*** Opening of Given entries ***

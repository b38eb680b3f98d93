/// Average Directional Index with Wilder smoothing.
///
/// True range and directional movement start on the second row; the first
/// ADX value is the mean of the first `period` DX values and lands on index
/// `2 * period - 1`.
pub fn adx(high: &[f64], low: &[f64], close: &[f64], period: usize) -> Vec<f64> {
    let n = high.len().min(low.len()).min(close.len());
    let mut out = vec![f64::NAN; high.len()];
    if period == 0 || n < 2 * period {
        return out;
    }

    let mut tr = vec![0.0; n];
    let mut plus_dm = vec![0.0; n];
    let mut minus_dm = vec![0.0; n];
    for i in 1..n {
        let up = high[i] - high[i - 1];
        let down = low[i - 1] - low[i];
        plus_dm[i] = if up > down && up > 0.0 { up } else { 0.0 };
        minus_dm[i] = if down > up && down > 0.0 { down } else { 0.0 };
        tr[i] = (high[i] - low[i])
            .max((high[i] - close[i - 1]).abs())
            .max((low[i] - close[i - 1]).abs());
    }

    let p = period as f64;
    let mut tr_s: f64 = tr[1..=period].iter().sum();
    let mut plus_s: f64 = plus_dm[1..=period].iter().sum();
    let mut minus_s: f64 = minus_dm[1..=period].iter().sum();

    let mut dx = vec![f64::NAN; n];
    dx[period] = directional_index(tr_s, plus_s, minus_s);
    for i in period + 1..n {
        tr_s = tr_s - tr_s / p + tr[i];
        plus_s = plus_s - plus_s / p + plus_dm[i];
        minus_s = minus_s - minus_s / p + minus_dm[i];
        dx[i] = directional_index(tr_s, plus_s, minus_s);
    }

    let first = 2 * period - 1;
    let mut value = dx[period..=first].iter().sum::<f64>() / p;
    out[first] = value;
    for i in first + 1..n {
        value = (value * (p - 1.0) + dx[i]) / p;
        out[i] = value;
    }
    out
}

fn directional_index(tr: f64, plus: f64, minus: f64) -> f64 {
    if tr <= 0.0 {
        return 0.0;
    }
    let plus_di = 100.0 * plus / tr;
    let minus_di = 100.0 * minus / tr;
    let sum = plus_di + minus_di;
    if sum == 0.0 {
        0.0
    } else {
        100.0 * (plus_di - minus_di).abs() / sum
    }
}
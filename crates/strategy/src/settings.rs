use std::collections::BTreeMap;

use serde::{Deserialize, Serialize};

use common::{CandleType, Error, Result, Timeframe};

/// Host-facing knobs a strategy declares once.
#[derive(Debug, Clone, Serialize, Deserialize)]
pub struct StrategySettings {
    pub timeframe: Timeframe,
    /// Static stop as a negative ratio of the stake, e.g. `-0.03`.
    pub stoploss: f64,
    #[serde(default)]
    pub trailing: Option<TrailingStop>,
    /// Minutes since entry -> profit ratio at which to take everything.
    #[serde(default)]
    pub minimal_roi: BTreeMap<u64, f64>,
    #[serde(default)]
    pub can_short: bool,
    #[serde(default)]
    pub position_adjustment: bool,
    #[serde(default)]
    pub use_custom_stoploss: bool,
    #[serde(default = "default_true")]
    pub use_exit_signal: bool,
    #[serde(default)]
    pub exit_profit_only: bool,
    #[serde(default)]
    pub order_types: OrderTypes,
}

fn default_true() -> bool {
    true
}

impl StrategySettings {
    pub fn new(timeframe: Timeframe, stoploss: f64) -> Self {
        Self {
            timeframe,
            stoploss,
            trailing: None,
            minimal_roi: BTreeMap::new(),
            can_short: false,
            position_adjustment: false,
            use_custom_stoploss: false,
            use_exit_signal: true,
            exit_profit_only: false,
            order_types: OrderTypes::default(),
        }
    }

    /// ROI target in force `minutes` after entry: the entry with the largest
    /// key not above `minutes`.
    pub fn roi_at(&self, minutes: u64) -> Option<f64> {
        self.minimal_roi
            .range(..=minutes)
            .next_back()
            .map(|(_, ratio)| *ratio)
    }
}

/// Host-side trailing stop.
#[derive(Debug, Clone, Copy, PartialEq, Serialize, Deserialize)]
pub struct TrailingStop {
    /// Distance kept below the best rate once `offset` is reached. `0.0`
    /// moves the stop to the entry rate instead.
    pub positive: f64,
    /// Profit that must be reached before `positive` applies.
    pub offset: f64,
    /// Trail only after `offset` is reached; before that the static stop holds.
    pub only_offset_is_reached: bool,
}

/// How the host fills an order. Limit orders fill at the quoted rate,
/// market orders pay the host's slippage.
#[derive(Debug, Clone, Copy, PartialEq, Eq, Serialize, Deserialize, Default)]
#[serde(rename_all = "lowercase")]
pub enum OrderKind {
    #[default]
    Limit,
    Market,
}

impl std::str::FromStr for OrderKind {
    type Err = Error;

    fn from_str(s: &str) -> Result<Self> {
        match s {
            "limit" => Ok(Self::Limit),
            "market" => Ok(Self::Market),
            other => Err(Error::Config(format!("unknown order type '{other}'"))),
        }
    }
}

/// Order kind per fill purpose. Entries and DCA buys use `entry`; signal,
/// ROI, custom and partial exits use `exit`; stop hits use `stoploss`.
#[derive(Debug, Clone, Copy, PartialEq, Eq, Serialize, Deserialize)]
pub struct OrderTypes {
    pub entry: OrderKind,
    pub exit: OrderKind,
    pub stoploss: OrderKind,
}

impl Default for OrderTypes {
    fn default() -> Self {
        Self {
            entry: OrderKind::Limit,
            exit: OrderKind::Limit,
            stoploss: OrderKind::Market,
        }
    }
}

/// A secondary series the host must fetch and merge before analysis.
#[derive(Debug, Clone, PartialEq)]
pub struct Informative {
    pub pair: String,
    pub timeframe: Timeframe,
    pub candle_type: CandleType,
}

*** Close of Given entries ***

Repeat all of the data exactly.

> Answer to this problem
repository b38eb680b3f98d93
/// Average Directional Index with Wilder smoothing.
///
/// True range and directional movement start on the second row; the first
/// ADX value is the mean of the first `period` DX values and lands on index
/// `2 * period - 1`.
pub fn adx(high: &[f64], low: &[f64], close: &[f64], period: usize) -> Vec<f64> {
    let n = high.len().min(low.len()).min(close.len());
    let mut out = vec![f64::NAN; high.len()];
    if period == 0 || n < 2 * period {
        return out;
    }

    let mut tr = vec![0.0; n];
    let mut plus_dm = vec![0.0; n];
    let mut minus_dm = vec![0.0; n];
    for i in 1..n {
        let up = high[i] - high[i - 1];
        let down = low[i - 1] - low[i];
        plus_dm[i] = if up > down && up > 0.0 { up } else { 0.0 };
        minus_dm[i] = if down > up && down > 0.0 { down } else { 0.0 };
        tr[i] = (high[i] - low[i])
            .max((high[i] - close[i - 1]).abs())
            .max((low[i] - close[i - 1]).abs());
    }

    let p = period as f64;
    let mut tr_s: f64 = tr[1..=period].iter().sum();
    let mut plus_s: f64 = plus_dm[1..=period].iter().sum();
    let mut minus_s: f64 = minus_dm[1..=period].iter().sum();

    let mut dx = vec![f64::NAN; n];
    dx[period] = directional_index(tr_s, plus_s, minus_s);
    for i in period + 1..n {
        tr_s = tr_s - tr_s / p + tr[i];
        plus_s = plus_s - plus_s / p + plus_dm[i];
        minus_s = minus_s - minus_s / p + minus_dm[i];
        dx[i] = directional_index(tr_s, plus_s, minus_s);
    }

    let first = 2 * period - 1;
    let mut value = dx[period..=first].iter().sum::<f64>() / p;
    out[first] = value;
    for i in first + 1..n {
        value = (value * (p - 1.0) + dx[i]) / p;
        out[i] = value;
    }
    out
}

fn directional_index(tr: f64, plus: f64, minus: f64) -> f64 {
    if tr <= 0.0 {
        return 0.0;
    }
    let plus_di = 100.0 * plus / tr;
    let minus_di = 100.0 * minus / tr;
    let sum = plus_di + minus_di;
    if sum == 0.0 {
        0.0
    } else {
        100.0 * (plus_di - minus_di).abs() / sum
    }
}
filename crates/strategy/src/settings.rs
use std::collections::BTreeMap;

use serde::{Deserialize, Serialize};

use common::{CandleType, Error, Result, Timeframe};

/// Host-facing knobs a strategy declares once.
#[derive(Debug, Clone, Serialize, Deserialize)]
pub struct StrategySettings {
    pub timeframe: Timeframe,
    /// Static stop as a negative ratio of the stake, e.g. `-0.03`.
    pub stoploss: f64,
    #[serde(default)]
    pub trailing: Option<TrailingStop>,
    /// Minutes since entry -> profit ratio at which to take everything.
    #[serde(default)]
    pub minimal_roi: BTreeMap<u64, f64>,
    #[serde(default)]
    pub can_short: bool,
    #[serde(default)]
    pub position_adjustment: bool,
    #[serde(default)]
    pub use_custom_stoploss: bool,
    #[serde(default = "default_true")]
    pub use_exit_signal: bool,
    #[serde(default)]
    pub exit_profit_only: bool,
    #[serde(default)]
    pub order_types: OrderTypes,
}

fn default_true() -> bool {
    true
}

impl StrategySettings {
    pub fn new(timeframe: Timeframe, stoploss: f64) -> Self {
        Self {
            timeframe,
            stoploss,
            trailing: None,
            minimal_roi: BTreeMap::new(),
            can_short: false,
            position_adjustment: false,
            use_custom_stoploss: false,
            use_exit_signal: true,
            exit_profit_only: false,
            order_types: OrderTypes::default(),
        }
    }

    /// ROI target in force `minutes` after entry: the entry with the largest
    /// key not above `minutes`.
    pub fn roi_at(&self, minutes: u64) -> Option<f64> {
        self.minimal_roi
            .range(..=minutes)
            .next_back()
            .map(|(_, ratio)| *ratio)
    }
}

/// Host-side trailing stop.
#[derive(Debug, Clone, Copy, PartialEq, Serialize, Deserialize)]
pub struct TrailingStop {
    /// Distance kept below the best rate once `offset` is reached. `0.0`
    /// moves the stop to the entry rate instead.
    pub positive: f64,
    /// Profit that must be reached before `positive` applies.
    pub offset: f64,
    /// Trail only after `offset` is reached; before that the static stop holds.
    pub only_offset_is_reached: bool,
}

/// How the host fills an order. Limit orders fill at the quoted rate,
/// market orders pay the host's slippage.
#[derive(Debug, Clone, Copy, PartialEq, Eq, Serialize, Deserialize, Default)]
#[serde(rename_all = "lowercase")]
pub enum OrderKind {
    #[default]
    Limit,
    Market,
}

impl std::str::FromStr for OrderKind {
    type Err = Error;

    fn from_str(s: &str) -> Result<Self> {
        match s {
            "limit" => Ok(Self::Limit),
            "market" => Ok(Self::Market),
            other => Err(Error::Config(format!("unknown order type '{other}'"))),
        }
    }
}

/// Order kind per fill purpose. Entries and DCA buys use `entry`; signal,
/// ROI, custom and partial exits use `exit`; stop hits use `stoploss`.
#[derive(Debug, Clone, Copy, PartialEq, Eq, Serialize, Deserialize)]
pub struct OrderTypes {
    pub entry: OrderKind,
    pub exit: OrderKind,
    pub stoploss: OrderKind,
}

impl Default for OrderTypes {
    fn default() -> Self {
        Self {
            entry: OrderKind::Limit,
            exit: OrderKind::Limit,
            stoploss: OrderKind::Market,
        }
    }
}

/// A secondary series the host must fetch and merge before analysis.
#[derive(Debug, Clone, PartialEq)]
pub struct Informative {
    pub pair: String,
    pub timeframe: Timeframe,
    pub candle_type: CandleType,
}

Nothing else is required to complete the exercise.